Bootsie Barker Bites

To tie in with yesterday’s every day happenings post, Bootsie Barker Bites by Barbara Bottner came to mind.  Bullying is a real life situation that most children are faced with sometime in their childhood.

In Bootsie Barker Bites,  Barbara Bottner has incredible insights she shares from the viewpoint of the victim.  The girl who is bullied is unnamed, so I’ll refer to her as Susan.  Susan is faced with an incredulous tormentor, Bootsie.  During each bullied situation, Barbara paints a picture of Susan’s thinking – the thinking children would relate to. Susan creates a daydream scenario of revenge she wishes on Bootsie, with a twist of humor.  We can all relate, which is the drawing point of the book.

I have used this book with fifth graders and all are interested, even the boys.  Throughout the story, the reader is cheering for Susan, empathizing with her.  The book is an excellent resource for discussion of characterization and inferring and can also enhance class community.  It’s full of possible teaching points.

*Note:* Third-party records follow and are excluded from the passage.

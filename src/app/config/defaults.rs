// SPDX-License-Identifier: MPL-2.0
//! Centralized default values for all configuration constants.
//!
//! # Categories
//!
//! - **Gallery**: Swipe threshold and deferred focus delay
//! - **Carousel**: Testimonial auto-advance interval
//! - **Diagnostics**: Event buffer capacity
//! - **Media**: Image cache size and network timeouts

// ==========================================================================
// Gallery Defaults
// ==========================================================================

/// Horizontal travel (logical pixels) beyond which a touch counts as a swipe.
pub const DEFAULT_SWIPE_THRESHOLD_PX: f32 = 50.0;

pub const MIN_SWIPE_THRESHOLD_PX: f32 = 10.0;

pub const MAX_SWIPE_THRESHOLD_PX: f32 = 400.0;

/// Delay before the opened gallery focuses its container (milliseconds).
pub const DEFAULT_INITIAL_FOCUS_DELAY_MS: u64 = 100;

pub const MAX_INITIAL_FOCUS_DELAY_MS: u64 = 1000;

// ==========================================================================
// Carousel Defaults
// ==========================================================================

/// Seconds a testimonial stays visible before auto-advancing.
pub const DEFAULT_AUTO_ADVANCE_SECS: u32 = 5;

pub const MIN_AUTO_ADVANCE_SECS: u32 = 2;

pub const MAX_AUTO_ADVANCE_SECS: u32 = 60;

// ==========================================================================
// Diagnostics Defaults
// ==========================================================================

pub const DEFAULT_DIAGNOSTICS_BUFFER_CAPACITY: usize = 1000;

pub const MIN_DIAGNOSTICS_BUFFER_CAPACITY: usize = 100;

pub const MAX_DIAGNOSTICS_BUFFER_CAPACITY: usize = 10_000;

// ==========================================================================
// Media Defaults
// ==========================================================================

/// Decoded image handles kept in memory.
pub const DEFAULT_IMAGE_CACHE_CAPACITY: usize = 32;

/// Upper bound for a single remote image request.
pub const IMAGE_REQUEST_TIMEOUT_SECS: u64 = 30;

// ==========================================================================
// Compile-time Validation
// ==========================================================================

const _: () = {
    assert!(MIN_SWIPE_THRESHOLD_PX > 0.0);
    assert!(DEFAULT_SWIPE_THRESHOLD_PX >= MIN_SWIPE_THRESHOLD_PX);
    assert!(DEFAULT_SWIPE_THRESHOLD_PX <= MAX_SWIPE_THRESHOLD_PX);

    assert!(DEFAULT_INITIAL_FOCUS_DELAY_MS <= MAX_INITIAL_FOCUS_DELAY_MS);

    assert!(MIN_AUTO_ADVANCE_SECS > 0);
    assert!(DEFAULT_AUTO_ADVANCE_SECS >= MIN_AUTO_ADVANCE_SECS);
    assert!(DEFAULT_AUTO_ADVANCE_SECS <= MAX_AUTO_ADVANCE_SECS);

    assert!(MIN_DIAGNOSTICS_BUFFER_CAPACITY > 0);
    assert!(DEFAULT_DIAGNOSTICS_BUFFER_CAPACITY >= MIN_DIAGNOSTICS_BUFFER_CAPACITY);
    assert!(DEFAULT_DIAGNOSTICS_BUFFER_CAPACITY <= MAX_DIAGNOSTICS_BUFFER_CAPACITY);

    assert!(DEFAULT_IMAGE_CACHE_CAPACITY > 0);
    assert!(IMAGE_REQUEST_TIMEOUT_SECS > 0);
};
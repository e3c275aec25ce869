// SPDX-License-Identifier: MPL-2.0
//! Works page: a grid of project cards that open the gallery.

use crate::content::Catalog;
use crate::domain::gallery::GalleryItem;
use crate::i18n::fluent::I18n;
use crate::media::{ImageCache, ImageStatus};
use crate::ui::design_tokens::{sizing, spacing, typography};
use crate::ui::focus::PageTarget;
use crate::ui::styles;
use fluent_bundle::FluentValue;
use iced::widget::{button, image, mouse_area, tooltip, Column, Container, Row, Text};
use iced::{ContentFit, Element, Length};

/// Contextual data needed to render the works grid.
pub struct ViewContext<'a> {
    pub i18n: &'a I18n,
    pub catalog: &'a Catalog,
    pub images: &'a ImageCache,
    pub focused: Option<PageTarget>,
}

#[derive(Debug, Clone, Copy, PartialEq, Eq)]
pub enum Message {
    CardPressed(usize),
}

pub fn view<'a>(ctx: ViewContext<'a>) -> Element<'a, Message> {
    let cards = ctx
        .catalog
        .projects()
        .iter()
        .enumerate()
        .fold(Row::new().spacing(spacing::LG), |grid, (index, project)| {
            grid.push(card(&ctx, index, project))
        })
        .wrap()
        .vertical_spacing(spacing::LG);

    Column::new()
        .spacing(spacing::LG)
        .push(Text::new(ctx.i18n.tr("works-heading")).size(typography::TITLE_LG))
        .push(cards)
        .into()
}

fn card<'a>(ctx: &ViewContext<'a>, index: usize, project: &'a GalleryItem) -> Element<'a, Message> {
    let focused = ctx.focused == Some(PageTarget::Card(index));

    let cover: Element<'a, Message> = match ctx.images.status(project.cover()) {
        ImageStatus::Ready(handle) => image(handle)
            .content_fit(ContentFit::Cover)
            .width(Length::Fill)
            .height(Length::Fixed(sizing::CARD_IMAGE_HEIGHT))
            .into(),
        status => {
            let key = if matches!(status, ImageStatus::Failed) {
                "gallery-image-unavailable"
            } else {
                "gallery-image-loading"
            };
            Container::new(Text::new(ctx.i18n.tr(key)).size(typography::CAPTION))
                .width(Length::Fill)
                .height(Length::Fixed(sizing::CARD_IMAGE_HEIGHT))
                .center_x(Length::Fill)
                .center_y(Length::Fixed(sizing::CARD_IMAGE_HEIGHT))
                .style(styles::container::image_placeholder)
                .into()
        }
    };

    let view_project = button(Text::new(ctx.i18n.tr("works-view-project")).size(typography::BODY))
        .padding([spacing::XS, spacing::MD])
        .on_press(Message::CardPressed(index))
        .style(styles::button::primary(focused));

    let body = Column::new()
        .spacing(spacing::XS)
        .padding(spacing::MD)
        .push(Text::new(project.title()).size(typography::TITLE_SM))
        .push(Text::new(project.meta()).size(typography::CAPTION))
        .push(Text::new(project.location()).size(typography::CAPTION))
        .push(view_project);

    let label = ctx.i18n.tr_with_args(
        "works-card-label",
        &[("title", FluentValue::from(project.title()))],
    );

    let card = Container::new(Column::new().push(cover).push(body))
        .width(Length::Fixed(sizing::CARD_WIDTH))
        .clip(true)
        .style(styles::container::card(focused));

    tooltip(
        mouse_area(card).on_press(Message::CardPressed(index)),
        Text::new(label),
        tooltip::Position::Bottom,
    )
    .into()
}
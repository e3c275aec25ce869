// SPDX-License-Identifier: MPL-2.0
pub mod swipe_area;

pub use swipe_area::{swipe_area, Gesture, SwipeArea};
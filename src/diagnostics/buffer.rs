// SPDX-License-Identifier: MPL-2.0
//! Fixed-capacity ring buffer for diagnostic events.

use std::collections::VecDeque;

pub use crate::domain::diagnostics::BufferCapacity;

/// Keeps the most recent `capacity` items, oldest first.
#[derive(Debug, Clone)]
pub struct CircularBuffer<T> {
    data: VecDeque<T>,
    capacity: usize,
}

impl<T> CircularBuffer<T> {
    #[must_use]
    pub fn new(capacity: BufferCapacity) -> Self {
        Self::with_raw_capacity(capacity.value())
    }

    /// Creates a buffer with an unchecked capacity (at least 1).
    #[must_use]
    pub fn with_raw_capacity(capacity: usize) -> Self {
        let capacity = capacity.max(1);
        Self {
            data: VecDeque::with_capacity(capacity),
            capacity,
        }
    }

    /// Appends `item`, dropping the oldest entry when full.
    ///
    /// Returns the dropped entry, if any.
    pub fn push(&mut self, item: T) -> Option<T> {
        let evicted = if self.data.len() >= self.capacity {
            self.data.pop_front()
        } else {
            None
        };
        self.data.push_back(item);
        evicted
    }

    pub fn iter(&self) -> impl Iterator<Item = &T> {
        self.data.iter()
    }

    #[must_use]
    pub fn len(&self) -> usize {
        self.data.len()
    }

    #[must_use]
    pub fn is_empty(&self) -> bool {
        self.data.is_empty()
    }

    #[must_use]
    pub fn capacity(&self) -> usize {
        self.capacity
    }

    pub fn clear(&mut self) {
        self.data.clear();
    }
}

#[cfg(test)]
mod tests {
    use super::*;

    #[test]
    fn keeps_insertion_order() {
        let mut buffer = CircularBuffer::with_raw_capacity(4);
        for i in 1..=3 {
            buffer.push(i);
        }
        assert_eq!(buffer.iter().copied().collect::<Vec<_>>(), vec![1, 2, 3]);
    }

    #[test]
    fn overflow_evicts_oldest() {
        let mut buffer = CircularBuffer::with_raw_capacity(2);
        assert_eq!(buffer.push('a'), None);
        assert_eq!(buffer.push('b'), None);
        assert_eq!(buffer.push('c'), Some('a'));
        assert_eq!(buffer.iter().copied().collect::<String>(), "bc");
        assert_eq!(buffer.len(), 2);
    }

    #[test]
    fn zero_capacity_is_raised_to_one() {
        let mut buffer = CircularBuffer::with_raw_capacity(0);
        buffer.push(1);
        buffer.push(2);
        assert_eq!(buffer.capacity(), 1);
        assert_eq!(buffer.iter().copied().collect::<Vec<_>>(), vec![2]);
    }

    #[test]
    fn new_uses_clamped_capacity() {
        let buffer: CircularBuffer<u8> = CircularBuffer::new(BufferCapacity::new(5));
        assert_eq!(buffer.capacity(), 100);
    }

    #[test]
    fn clear_empties_buffer() {
        let mut buffer = CircularBuffer::with_raw_capacity(3);
        buffer.push(1);
        buffer.clear();
        assert!(buffer.is_empty());
    }
}
// SPDX-License-Identifier: MPL-2.0
//! Testimonial carousel section.

use crate::content::Testimonial;
use crate::domain::carousel::Carousel;
use crate::i18n::fluent::I18n;
use crate::ui::design_tokens::{sizing, spacing, typography};
use crate::ui::focus::PageTarget;
use crate::ui::styles;
use fluent_bundle::FluentValue;
use iced::widget::{button, tooltip, Column, Container, Row, Space, Text};
use iced::{alignment, Element, Length};
use std::time::Instant;

/// Contextual data needed to render the carousel.
pub struct ViewContext<'a> {
    pub i18n: &'a I18n,
    pub testimonials: &'a [Testimonial],
    pub carousel: &'a Carousel,
    pub focused: Option<PageTarget>,
}

#[derive(Debug, Clone, Copy, PartialEq, Eq)]
pub enum Message {
    Previous,
    Next,
    GoTo(usize),
}

/// Applies `message` to the carousel. Returns true if the slide changed.
pub fn update(carousel: &mut Carousel, message: Message, now: Instant) -> bool {
    match message {
        Message::Previous => carousel.previous(now),
        Message::Next => carousel.next(now),
        Message::GoTo(index) => carousel.go_to(index, now),
    }
}

pub fn view<'a>(ctx: ViewContext<'a>) -> Element<'a, Message> {
    let mut section = Column::new()
        .spacing(spacing::MD)
        .max_width(sizing::TESTIMONIAL_MAX_WIDTH)
        .push(Text::new(ctx.i18n.tr("testimonials-heading")).size(typography::TITLE_LG));

    let Some(current) = ctx.testimonials.get(ctx.carousel.current()) else {
        return section.into();
    };

    section = section
        .push(Text::new(format!("“{}”", current.quote)).size(typography::BODY_LG))
        .push(Text::new(format!("— {}", current.author)).size(typography::BODY));

    if ctx.carousel.len() > 1 {
        section = section.push(controls(&ctx));
        let status = ctx.i18n.tr_with_args(
            "testimonials-status",
            &[
                ("current", FluentValue::from(ctx.carousel.current() + 1)),
                ("total", FluentValue::from(ctx.carousel.len())),
            ],
        );
        section = section.push(Text::new(status).size(typography::CAPTION));
    }

    Container::new(section).center_x(Length::Fill).into()
}

fn controls<'a>(ctx: &ViewContext<'a>) -> Element<'a, Message> {
    let previous = button(Text::new("‹"))
        .on_press(Message::Previous)
        .style(styles::button::link(
            ctx.focused == Some(PageTarget::TestimonialPrevious),
        ));
    let next = button(Text::new("›"))
        .on_press(Message::Next)
        .style(styles::button::link(
            ctx.focused == Some(PageTarget::TestimonialNext),
        ));

    let dots = (0..ctx.carousel.len()).fold(Row::new().spacing(spacing::XS), |row, index| {
        let label = ctx
            .i18n
            .tr_with_args("testimonials-go-to", &[("index", FluentValue::from(index + 1))]);
        let focused = ctx.focused == Some(PageTarget::TestimonialDot(index));
        let dot = button(Space::new().width(spacing::SM).height(spacing::SM))
            .padding(if focused { spacing::XXS } else { 0.0 })
            .on_press(Message::GoTo(index))
            .style(styles::button::dot(index == ctx.carousel.current()));
        row.push(tooltip(dot, Text::new(label), tooltip::Position::Top))
    });

    Row::new()
        .spacing(spacing::MD)
        .align_y(alignment::Vertical::Center)
        .push(tooltip(
            previous,
            Text::new(ctx.i18n.tr("testimonials-previous")),
            tooltip::Position::Top,
        ))
        .push(dots)
        .push(tooltip(
            next,
            Text::new(ctx.i18n.tr("testimonials-next")),
            tooltip::Position::Top,
        ))
        .into()
}
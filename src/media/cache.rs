// SPDX-License-Identifier: MPL-2.0
//! LRU cache of gallery image handles.
//!
//! Besides the loaded handles, the cache remembers which references are in
//! flight and which failed, so the app never issues the same request twice
//! and can show a placeholder instead of retrying on every frame.

use crate::app::config::DEFAULT_IMAGE_CACHE_CAPACITY;
use crate::domain::gallery::ImageRef;
use iced::widget::image;
use lru::LruCache;
use serde::{Deserialize, Serialize};
use std::collections::HashSet;
use std::num::NonZeroUsize;

/// What the view should show for a given image.
#[derive(Debug, Clone, PartialEq)]
pub enum ImageStatus {
    Ready(image::Handle),
    Loading,
    Failed,
    /// Never requested.
    Unknown,
}

/// Request counters, reported in the shutdown diagnostics event.
///
/// A hit is a request for an image already cached; a miss starts a fetch.
#[derive(Debug, Clone, Copy, Default, PartialEq, Eq, Serialize, Deserialize)]
pub struct CacheStats {
    pub hits: u64,
    pub misses: u64,
    pub evictions: u64,
}

pub struct ImageCache {
    entries: LruCache<ImageRef, image::Handle>,
    pending: HashSet<ImageRef>,
    failed: HashSet<ImageRef>,
    stats: CacheStats,
}

impl ImageCache {
    /// Creates a cache holding at most `capacity` handles (minimum 1).
    #[must_use]
    pub fn new(capacity: usize) -> Self {
        let capacity = NonZeroUsize::new(capacity).unwrap_or(NonZeroUsize::MIN);
        Self {
            entries: LruCache::new(capacity),
            pending: HashSet::new(),
            failed: HashSet::new(),
            stats: CacheStats::default(),
        }
    }

    /// Reports the status of `image` without touching LRU order.
    #[must_use]
    pub fn status(&self, image: &ImageRef) -> ImageStatus {
        if let Some(handle) = self.entries.peek(image) {
            ImageStatus::Ready(handle.clone())
        } else if self.pending.contains(image) {
            ImageStatus::Loading
        } else if self.failed.contains(image) {
            ImageStatus::Failed
        } else {
            ImageStatus::Unknown
        }
    }

    /// Marks `image` as requested.
    ///
    /// Returns false if it is already cached, in flight, or known to fail;
    /// the caller should not start a fetch then. A cached image counts as a
    /// hit and moves to the front of the LRU order.
    pub fn begin_request(&mut self, image: &ImageRef) -> bool {
        if self.entries.promote(image) {
            self.stats.hits += 1;
            return false;
        }
        if self.pending.contains(image) || self.failed.contains(image) {
            return false;
        }
        self.stats.misses += 1;
        self.pending.insert(image.clone());
        true
    }

    /// Filters `images` down to those that still need a fetch, marking each
    /// returned one as pending.
    pub fn claim_requests<'a, I>(&mut self, images: I) -> Vec<ImageRef>
    where
        I: IntoIterator<Item = &'a ImageRef>,
    {
        images
            .into_iter()
            .filter(|image| self.begin_request(image))
            .cloned()
            .collect()
    }

    /// Stores a loaded handle and clears the pending mark.
    pub fn insert(&mut self, image: ImageRef, handle: image::Handle) {
        self.pending.remove(&image);
        self.failed.remove(&image);
        if let Some((evicted, _)) = self.entries.push(image.clone(), handle) {
            if evicted != image {
                self.stats.evictions += 1;
            }
        }
    }

    /// Records a failed load and clears the pending mark.
    pub fn mark_failed(&mut self, image: ImageRef) {
        self.pending.remove(&image);
        self.failed.insert(image);
    }

    #[must_use]
    pub fn len(&self) -> usize {
        self.entries.len()
    }

    #[must_use]
    pub fn is_empty(&self) -> bool {
        self.entries.is_empty()
    }

    #[must_use]
    pub fn pending_count(&self) -> usize {
        self.pending.len()
    }

    #[must_use]
    pub fn stats(&self) -> CacheStats {
        self.stats
    }
}

impl Default for ImageCache {
    fn default() -> Self {
        Self::new(DEFAULT_IMAGE_CACHE_CAPACITY)
    }
}

impl std::fmt::Debug for ImageCache {
    fn fmt(&self, f: &mut std::fmt::Formatter<'_>) -> std::fmt::Result {
        f.debug_struct("ImageCache")
            .field("len", &self.entries.len())
            .field("capacity", &self.entries.cap())
            .field("pending", &self.pending.len())
            .field("failed", &self.failed.len())
            .field("stats", &self.stats)
            .finish()
    }
}
// SPDX-License-Identifier: MPL-2.0
//! Gallery domain: portfolio items and the viewer session state machine.

mod item;
mod viewer;

pub use item::{GalleryError, GalleryItem, ImageRef};
pub use viewer::{GalleryViewer, Session, ViewerState};
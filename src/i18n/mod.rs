// SPDX-License-Identifier: MPL-2.0
//! Internationalization (i18n) support for the application.
//!
//! Fluent translation files are embedded at build time. The active locale is
//! resolved from the CLI, then the config file, then the OS, then `en-US`.
//! Keys missing from the active locale fall back to English, and keys
//! missing everywhere render as `MISSING: <key>`.

pub mod fluent;

pub use fluent::I18n;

Savorings in reading and for writing for Bootsie Barker Bites:

  • internal and external characterization – illustrations show physical differences between the two characters
  • grabber lead – (When Mrs. Barker comes to visit, she always brings chocolate donuts, fresh strawberries, and Bootsie.)
  • show don’t tell – (“Play nicely, girls!”  Bootsie yells, “We are!”  I can’t yell anything.)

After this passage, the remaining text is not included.